In 2019, Wadephul joined 14 members of his parliamentary group who, in an open letter, called for the party to rally around Merkel and party chairwoman Annegret Kramp-Karrenbauer against criticism voiced by conservatives Friedrich Merz and Roland Koch.

In April 2020, Wadephul co-signed – alongside around 50 other members of his parliamentary group – a letter to President of the European Commission Ursula von der Leyen which called on the European Union to take in children who were living in migrant camps across Greece.

Ahead of the Christian Democrats' leadership election in 2021, Wadephul publicly endorsed Norbert Röttgen to succeed Annegret Kramp-Karrenbauer as the party's chair.

In a 2023 interview with the German newspaper Tagesspiegel, he advocated that Ukraine be allowed to use the weapons supplied by Germany, among others, on Russian territory.
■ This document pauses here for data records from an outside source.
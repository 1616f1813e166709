use bson::oid::ObjectId;
use serde::{Deserialize, Serialize};

use super::{entity, nil_id, Audit, Status};

#[derive(Debug, Clone, PartialEq, Serialize, Deserialize)]
pub struct HowHearAboutUsItem {
    #[serde(rename = "_id")]
    pub id: ObjectId,
    pub tenant_id: ObjectId,
    pub public_id: i64,
    pub text: String,
    pub sort_number: i64,
    pub is_for_associate: bool,
    pub is_for_customer: bool,
    pub is_for_staff: bool,
    pub is_for_partner: bool,
    pub status: Status,
    pub audit: Audit,
}

entity!(HowHearAboutUsItem, "how_hear_about_us_items", "HowHearAboutUsItem");

#[derive(Debug, Clone, PartialEq, Serialize, Deserialize)]
pub struct Tag {
    #[serde(rename = "_id")]
    pub id: ObjectId,
    pub tenant_id: ObjectId,
    pub public_id: i64,
    pub text: String,
    pub description: String,
    pub status: Status,
    pub audit: Audit,
}

entity!(Tag, "tags", "Tag");

#[derive(Debug, Clone, PartialEq, Serialize, Deserialize)]
pub struct VehicleType {
    #[serde(rename = "_id")]
    pub id: ObjectId,
    pub tenant_id: ObjectId,
    pub public_id: i64,
    pub name: String,
    pub description: String,
    pub status: Status,
    pub audit: Audit,
}

entity!(VehicleType, "vehicle_types", "VehicleType");

#[derive(Debug, Clone, PartialEq, Serialize, Deserialize)]
pub struct InsuranceRequirement {
    #[serde(rename = "_id")]
    pub id: ObjectId,
    pub tenant_id: ObjectId,
    pub public_id: i64,
    pub name: String,
    pub description: String,
    pub status: Status,
    pub audit: Audit,
}

entity!(InsuranceRequirement, "insurance_requirements", "InsuranceRequirement");

#[derive(Debug, Clone, PartialEq, Serialize, Deserialize)]
pub struct SkillSet {
    #[serde(rename = "_id")]
    pub id: ObjectId,
    pub tenant_id: ObjectId,
    pub public_id: i64,
    pub category: String,
    pub sub_category: String,
    pub description: String,
    pub status: Status,
    pub insurance_requirements: Vec<InsuranceRequirement>,
    pub audit: Audit,
}

entity!(SkillSet, "skill_sets", "SkillSet");

#[derive(Debug, Clone, PartialEq, Serialize, Deserialize)]
pub struct ServiceFee {
    #[serde(rename = "_id")]
    pub id: ObjectId,
    pub tenant_id: ObjectId,
    pub public_id: i64,
    pub name: String,
    pub description: String,
    pub percentage: f64,
    pub status: Status,
    pub audit: Audit,
}

entity!(ServiceFee, "service_fees", "ServiceFee");

#[derive(Debug, Clone, PartialEq, Serialize, Deserialize)]
pub struct Bulletin {
    #[serde(rename = "_id")]
    pub id: ObjectId,
    pub tenant_id: ObjectId,
    pub public_id: i64,
    pub text: String,
    pub status: Status,
    pub audit: Audit,
}

entity!(Bulletin, "bulletins", "Bulletin");

/// Principal that owns a comment.
#[derive(Debug, Clone, Copy, PartialEq, Eq, Serialize, Deserialize)]
#[serde(rename_all = "snake_case")]
pub enum CommentBelongsTo {
    Unassigned,
    Customer,
    Associate,
    Order,
    Staff,
}

#[derive(Debug, Clone, PartialEq, Serialize, Deserialize)]
pub struct Comment {
    #[serde(rename = "_id")]
    pub id: ObjectId,
    pub tenant_id: ObjectId,
    pub public_id: i64,
    pub text: String,
    pub status: Status,
    pub belongs_to: CommentBelongsTo,
    pub customer_id: ObjectId,
    pub customer_name: String,
    pub associate_id: ObjectId,
    pub associate_name: String,
    pub order_id: ObjectId,
    pub staff_id: ObjectId,
    pub staff_name: String,
    pub audit: Audit,
}

entity!(Comment, "comments", "Comment");

impl Comment {
    /// Comment not yet claimed by any principal.
    pub fn unassigned(tenant_id: ObjectId, public_id: i64, text: String) -> Self {
        Self {
            id: ObjectId::new(),
            tenant_id,
            public_id,
            text,
            status: Status::Active,
            belongs_to: CommentBelongsTo::Unassigned,
            customer_id: nil_id(),
            customer_name: String::new(),
            associate_id: nil_id(),
            associate_name: String::new(),
            order_id: nil_id(),
            staff_id: nil_id(),
            staff_name: String::new(),
            audit: Audit::default(),
        }
    }
}
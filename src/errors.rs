// SPDX-License-Identifier: MIT

//! Error taxonomy for the reconciliation core.
//!
//! Every fallible operation in the crate returns a [`CoreError`], composed
//! from the concern-specific enums below via `#[from]`. The taxonomy mirrors
//! the abstract error kinds consulted by the engine to decide retry-this-tick
//! vs. skip-and-continue: a record-level `ValidationFailed` must never abort
//! a batch, while `AuthFailed`/`RateLimited` abort the remaining batch.

use thiserror::Error;

/// Errors raised while extracting or validating a single hostname's intent.
#[derive(Debug, Error)]
pub enum ValidationError {
    #[error("missing required field `{field}` for record type {record_type}")]
    MissingField {
        field: &'static str,
        record_type: String,
    },

    #[error("invalid TTL {ttl}: must be 1 (auto) or >= 60")]
    InvalidTtl { ttl: u32 },

    #[error("invalid port {port}: must be in 1..=65535")]
    InvalidPort { port: u32 },

    #[error("invalid priority {priority}: must be in 0..=65535")]
    InvalidPriority { priority: u32 },

    #[error("invalid IPv4 literal `{content}` for A record")]
    InvalidIpv4 { content: String },

    #[error("invalid IPv6 literal `{content}` for AAAA record")]
    InvalidIpv6 { content: String },

    #[error("unknown record type `{0}`")]
    UnknownRecordType(String),

    #[error("{0}")]
    Other(String),
}

/// Errors raised by a [`crate::providers::Provider`] implementation.
#[derive(Debug, Error)]
pub enum ProviderError {
    #[error("provider credentials rejected: {0}")]
    AuthFailed(String),

    #[error("provider request throttled, retry after {retry_after_secs}s")]
    RateLimited { retry_after_secs: u64 },

    #[error("record not found: {0}")]
    NotFound(String),

    #[error("conflicting record: {0}")]
    Conflict(String),

    #[error("network error talking to provider: {0}")]
    NetworkFailed(String),

    #[error("provider request timed out after {0:?}")]
    Timeout(std::time::Duration),

    #[error("zone misconfigured: {0}")]
    MisconfiguredZone(String),

    #[error(transparent)]
    Http(#[from] reqwest::Error),
}

/// Errors raised by the discovery layer (proxy monitor, container monitor).
#[derive(Debug, Error)]
pub enum DiscoveryError {
    #[error("proxy API request failed: {0}")]
    ProxyUnreachable(String),

    #[error("container engine socket unreachable: {0}")]
    ContainerEngineUnreachable(String),

    #[error("failed to parse discovery payload: {0}")]
    MalformedPayload(String),
}

/// Errors raised by the tracked-record repository.
#[derive(Debug, Error)]
pub enum RepositoryError {
    #[error("repository storage failure: {0}")]
    StorageFailed(String),

    #[error("repository lock could not be acquired: {0}")]
    LockFailed(String),

    #[error(transparent)]
    Sqlx(#[from] sqlx::Error),

    #[error(transparent)]
    Migrate(#[from] sqlx::migrate::MigrateError),

    #[error(transparent)]
    Io(#[from] std::io::Error),
}

/// Errors raised while loading or validating configuration.
#[derive(Debug, Error)]
pub enum ConfigError {
    #[error("invalid value `{value}` for setting `{key}`")]
    InvalidValue { key: String, value: String },

    #[error("unknown setting key `{0}`")]
    UnknownKey(String),

    #[error(transparent)]
    Repository(#[from] RepositoryError),
}

/// Composite error type returned by the core's public operations.
#[derive(Debug, Error)]
pub enum CoreError {
    #[error(transparent)]
    Validation(#[from] ValidationError),

    #[error(transparent)]
    Provider(#[from] ProviderError),

    #[error(transparent)]
    Discovery(#[from] DiscoveryError),

    #[error(transparent)]
    Repository(#[from] RepositoryError),

    #[error(transparent)]
    Config(#[from] ConfigError),

    #[error("operation cancelled")]
    Cancelled,

    #[error("{0}")]
    Generic(String),
}

impl CoreError {
    /// True for errors the engine should retry on the next tick rather than
    /// count as a terminal failure for the current one.
    pub fn is_transient(&self) -> bool {
        match self {
            CoreError::Provider(ProviderError::NetworkFailed(_) | ProviderError::Timeout(_)) => {
                true
            }
            CoreError::Provider(ProviderError::RateLimited { .. }) => true,
            CoreError::Provider(ProviderError::Http(e)) => e.is_timeout() || e.is_connect(),
            CoreError::Discovery(_) => true,
            CoreError::Repository(RepositoryError::Sqlx(_)) => true,
            _ => false,
        }
    }

    /// A short, stable machine-readable reason string, used for log
    /// deduplication and event payloads.
    pub fn status_reason(&self) -> &'static str {
        match self {
            CoreError::Validation(_) => "ValidationFailed",
            CoreError::Provider(ProviderError::AuthFailed(_)) => "AuthFailed",
            CoreError::Provider(ProviderError::RateLimited { .. }) => "RateLimited",
            CoreError::Provider(ProviderError::NotFound(_)) => "NotFound",
            CoreError::Provider(ProviderError::Conflict(_)) => "Conflict",
            CoreError::Provider(
                ProviderError::NetworkFailed(_) | ProviderError::Timeout(_) | ProviderError::Http(_),
            ) => "NetworkFailed",
            CoreError::Provider(ProviderError::MisconfiguredZone(_)) => "MisconfiguredZone",
            CoreError::Discovery(_) => "NetworkFailed",
            CoreError::Repository(_) => "StorageFailed",
            CoreError::Config(_) => "ValidationFailed",
            CoreError::Cancelled => "Cancelled",
            CoreError::Generic(_) => "Generic",
        }
    }
}

impl From<anyhow::Error> for CoreError {
    fn from(err: anyhow::Error) -> Self {
        CoreError::Generic(err.to_string())
    }
}

pub type CoreResult<T> = Result<T, CoreError>;
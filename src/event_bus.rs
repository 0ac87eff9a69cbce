// SPDX-License-Identifier: MIT

//! Typed, in-process pub/sub (§4.A).
//!
//! A single `tokio::sync::broadcast` channel carries the [`Event`] enum, so
//! every subscriber receives every topic and filters by variant. Delivery is
//! fan-out concurrent but per-subscriber serialized: a lagging subscriber
//! drops the oldest queued events rather than blocking the publisher or its
//! peers. Each subscriber task is expected to log the first `Lagged` it
//! observes per overflow episode; [`EventBus::subscribe`] returns a
//! [`Subscription`] helper that does this bookkeeping for callers.

use std::sync::atomic::{AtomicBool, Ordering};
use std::sync::Arc;

use chrono::{DateTime, Utc};
use serde::{Deserialize, Serialize};
use tokio::sync::broadcast;
use uuid::Uuid;

use crate::model::{DesiredRecord, DiscoveredHostnames, Stats};

#[derive(Debug, Clone, Serialize, Deserialize)]
pub struct RecordEvent {
    pub provider_id: Uuid,
    pub external_id: String,
    pub hostname: String,
    pub record_type: String,
}

#[derive(Debug, Clone, Serialize, Deserialize)]
pub struct OrphanEvent {
    pub provider_id: Uuid,
    pub external_id: String,
    pub hostname: String,
    pub grace_minutes: u64,
}

#[derive(Debug, Clone, Serialize, Deserialize)]
pub struct RecordsUpdatedEvent {
    pub stats: Stats,
    pub processed: Vec<String>,
}

#[derive(Debug, Clone, Serialize, Deserialize)]
pub struct ContainerEvent {
    pub container_id: String,
    pub hostnames: Vec<String>,
}

#[derive(Debug, Clone, Serialize, Deserialize)]
pub struct TunnelEvent {
    pub tunnel_id: Uuid,
    pub hostname: String,
    pub kind: TunnelEventKind,
}

#[derive(Debug, Clone, Copy, PartialEq, Eq, Serialize, Deserialize)]
pub enum TunnelEventKind {
    Created,
    Updated,
    Orphaned,
    Deleted,
}

#[derive(Debug, Clone, Serialize, Deserialize)]
pub struct SettingsChangedEvent {
    pub key: String,
    pub value: String,
    pub restart_required: bool,
}

#[derive(Debug, Clone, Serialize, Deserialize)]
pub struct ErrorEvent {
    pub reason: &'static str,
    pub message: String,
    pub occurred_at: DateTime<Utc>,
}

/// Every payload the core publishes, named after the §6 topic list.
#[derive(Debug, Clone, Serialize, Deserialize)]
pub enum Event {
    HostnamesDiscovered(DiscoveredHostnames),
    DnsRecordCreated(RecordEvent),
    DnsRecordUpdated(RecordEvent),
    DnsRecordDeleted(RecordEvent),
    DnsRecordOrphaned(OrphanEvent),
    DnsRecordsUpdated(RecordsUpdatedEvent),
    DnsSyncCompleted,
    ContainerStarted(ContainerEvent),
    ContainerStopped(ContainerEvent),
    ContainerDestroyed(ContainerEvent),
    TunnelRouteChanged(TunnelEvent),
    SettingsChanged(SettingsChangedEvent),
    ErrorOccurred(ErrorEvent),
}

impl Event {
    /// Returns a desired-record-shaped `RecordEvent` for the CREATED/UPDATED
    /// topics, used by the engine after a successful batch-ensure outcome.
    pub fn record_event(provider_id: Uuid, external_id: &str, record: &DesiredRecord) -> RecordEvent {
        RecordEvent {
            provider_id,
            external_id: external_id.to_string(),
            hostname: record.name.clone(),
            record_type: record.record_type.to_string(),
        }
    }
}

/// The in-process event bus.
#[derive(Clone)]
pub struct EventBus {
    sender: broadcast::Sender<Event>,
}

impl EventBus {
    pub fn new(capacity: usize) -> Self {
        let (sender, _) = broadcast::channel(capacity);
        Self { sender }
    }

    /// Publishes an event to all current subscribers. Returns the number of
    /// subscribers the event was delivered to (best-effort, per
    /// `tokio::sync::broadcast` semantics).
    pub fn publish(&self, event: Event) -> usize {
        self.sender.send(event).unwrap_or(0)
    }

    /// Subscribes from any thread; takes effect on the next publish.
    pub fn subscribe(&self) -> Subscription {
        Subscription {
            receiver: self.sender.subscribe(),
            lagged_warned: Arc::new(AtomicBool::new(false)),
        }
    }
}

/// A bounded receiver handle with once-per-overflow-episode lag logging.
pub struct Subscription {
    receiver: broadcast::Receiver<Event>,
    lagged_warned: Arc<AtomicBool>,
}

impl Subscription {
    /// Awaits the next event, transparently skipping and logging a lag
    /// warning at most once per overflow episode.
    pub async fn recv(&mut self) -> Option<Event> {
        loop {
            match self.receiver.recv().await {
                Ok(event) => {
                    self.lagged_warned.store(false, Ordering::Relaxed);
                    return Some(event);
                }
                Err(broadcast::error::RecvError::Lagged(skipped)) => {
                    if !self.lagged_warned.swap(true, Ordering::Relaxed) {
                        tracing::warn!(skipped, "event bus subscriber lagged, dropping oldest events");
                    }
                    continue;
                }
                Err(broadcast::error::RecvError::Closed) => return None,
            }
        }
    }
}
Wadephul supported the export of German weapons to Israel during the Gaza war. He said that "we must work to ensure that excessive and unjustified criticism of Israel is avoided. This is true of many resolutions in UN bodies that are one-sided against Israel and have a clear anti-Israel, if not anti-Semitic, motivation."

==Taurus leak incident==
In February 2025 Wadephul was called by the Russian comedy duo Vovan and Lexus, pretending to be employees of the Ukrainian president Volodymyr Zelenskyy. In the 20-minute call, he leaked information about military support and thoughts about the possible delivery of Taurus cruise missiles.

==Personal life==
Wadephul is married and has three daughters. The family lives in Molfsee.